WHAT YOU NEED TO DO: Tell how many lines of the data below have the string "expect" in them. Say nothing more.

EXERCISE MATERIAL:
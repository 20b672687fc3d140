// ABOUTME: Real command runner backed by tokio::process.
// ABOUTME: Streams stdout/stderr lines to the sink and enforces wall-clock timeouts.

use async_trait::async_trait;
use snafu::ResultExt;
use std::collections::VecDeque;
use std::process::Stdio;
use std::time::Instant;
use tokio::io::{AsyncBufReadExt, AsyncWriteExt, BufReader};
use tokio::process::{Child, Command};

use super::error::{IoSnafu, RunnerError, SpawnSnafu, TimedOutSnafu};
use super::{CommandOutput, CommandRunner, CommandSpec, LogSink, TAIL_CAPACITY};

/// Runs commands as real child processes.
///
/// The child inherits the orchestrator's environment plus any per-spec
/// overrides. Stdout and stderr are consumed line by line as they arrive,
/// so an attached monitor observes output live rather than post-mortem.
#[derive(Debug, Default)]
pub struct ProcessRunner;

impl ProcessRunner {
    pub fn new() -> Self {
        ProcessRunner
    }
}

struct Captured {
    stdout: String,
    tail: VecDeque<String>,
    sensitive: bool,
}

impl Captured {
    fn new(sensitive: bool) -> Self {
        Self {
            stdout: String::new(),
            tail: VecDeque::with_capacity(TAIL_CAPACITY),
            sensitive,
        }
    }

    fn record(&mut self, line: &str, from_stdout: bool, sink: &dyn LogSink) {
        if from_stdout {
            self.stdout.push_str(line);
            self.stdout.push('\n');
        }
        // Secrets stay out of the tail and away from any sink.
        if self.sensitive {
            return;
        }
        if self.tail.len() == TAIL_CAPACITY {
            self.tail.pop_front();
        }
        self.tail.push_back(line.to_string());
        sink.record_line(line);
    }
}

#[async_trait]
impl CommandRunner for ProcessRunner {
    async fn run(
        &self,
        spec: &CommandSpec,
        sink: &dyn LogSink,
    ) -> Result<CommandOutput, RunnerError> {
        let started = Instant::now();

        let mut command = Command::new(spec.program());
        command
            .args(spec.arguments())
            .envs(spec.env_overrides())
            .stdout(Stdio::piped())
            .stderr(Stdio::piped())
            .stdin(if spec.stdin_payload().is_some() {
                Stdio::piped()
            } else {
                Stdio::null()
            })
            .kill_on_drop(true);

        if let Some(dir) = spec.working_dir() {
            command.current_dir(dir);
        }

        tracing::debug!(program = spec.program(), args = ?spec.arguments(), "spawning command");

        let mut child = match command.spawn() {
            Ok(child) => child,
            Err(e) if e.kind() == std::io::ErrorKind::NotFound => {
                return Err(RunnerError::NotFound {
                    program: spec.program().to_string(),
                });
            }
            Err(e) => {
                return Err(e).context(SpawnSnafu {
                    program: spec.program(),
                });
            }
        };

        if let Some(payload) = spec.stdin_payload() {
            if let Some(mut stdin) = child.stdin.take() {
                stdin
                    .write_all(payload.as_bytes())
                    .await
                    .context(IoSnafu {
                        program: spec.program(),
                    })?;
                // Dropping the handle closes the pipe so the child sees EOF.
            }
        }

        let mut captured = Captured::new(spec.is_sensitive());

        let status = if let Some(limit) = spec.time_limit() {
            let waited =
                tokio::time::timeout(limit, drain_child(&mut child, sink, &mut captured)).await;
            match waited {
                Ok(result) => result.context(IoSnafu {
                    program: spec.program(),
                })?,
                Err(_elapsed) => {
                    let _ = child.kill().await;
                    return Err(RunnerError::TimedOut {
                        program: spec.program().to_string(),
                        timeout: limit,
                    });
                }
            }
        } else {
            drain_child(&mut child, sink, &mut captured)
                .await
                .context(IoSnafu {
                    program: spec.program(),
                })?
        };

        Ok(CommandOutput {
            exit_code: status.code().unwrap_or(-1),
            stdout: captured.stdout,
            tail: captured.tail.into_iter().collect(),
            elapsed: started.elapsed(),
        })
    }
}

/// Consume both output pipes line by line, then reap the child.
async fn drain_child(
    child: &mut Child,
    sink: &dyn LogSink,
    captured: &mut Captured,
) -> std::io::Result<std::process::ExitStatus> {
    let stdout = child.stdout.take().expect("child stdout is piped");
    let stderr = child.stderr.take().expect("child stderr is piped");

    let mut stdout_lines = BufReader::new(stdout).lines();
    let mut stderr_lines = BufReader::new(stderr).lines();
    let mut stdout_done = false;
    let mut stderr_done = false;

    while !(stdout_done && stderr_done) {
        tokio::select! {
            line = stdout_lines.next_line(), if !stdout_done => match line? {
                Some(line) => captured.record(&line, true, sink),
                None => stdout_done = true,
            },
            line = stderr_lines.next_line(), if !stderr_done => match line? {
                Some(line) => captured.record(&line, false, sink),
                None => stderr_done = true,
            },
        }
    }

    child.wait().await
}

TASK RESPONSE: 2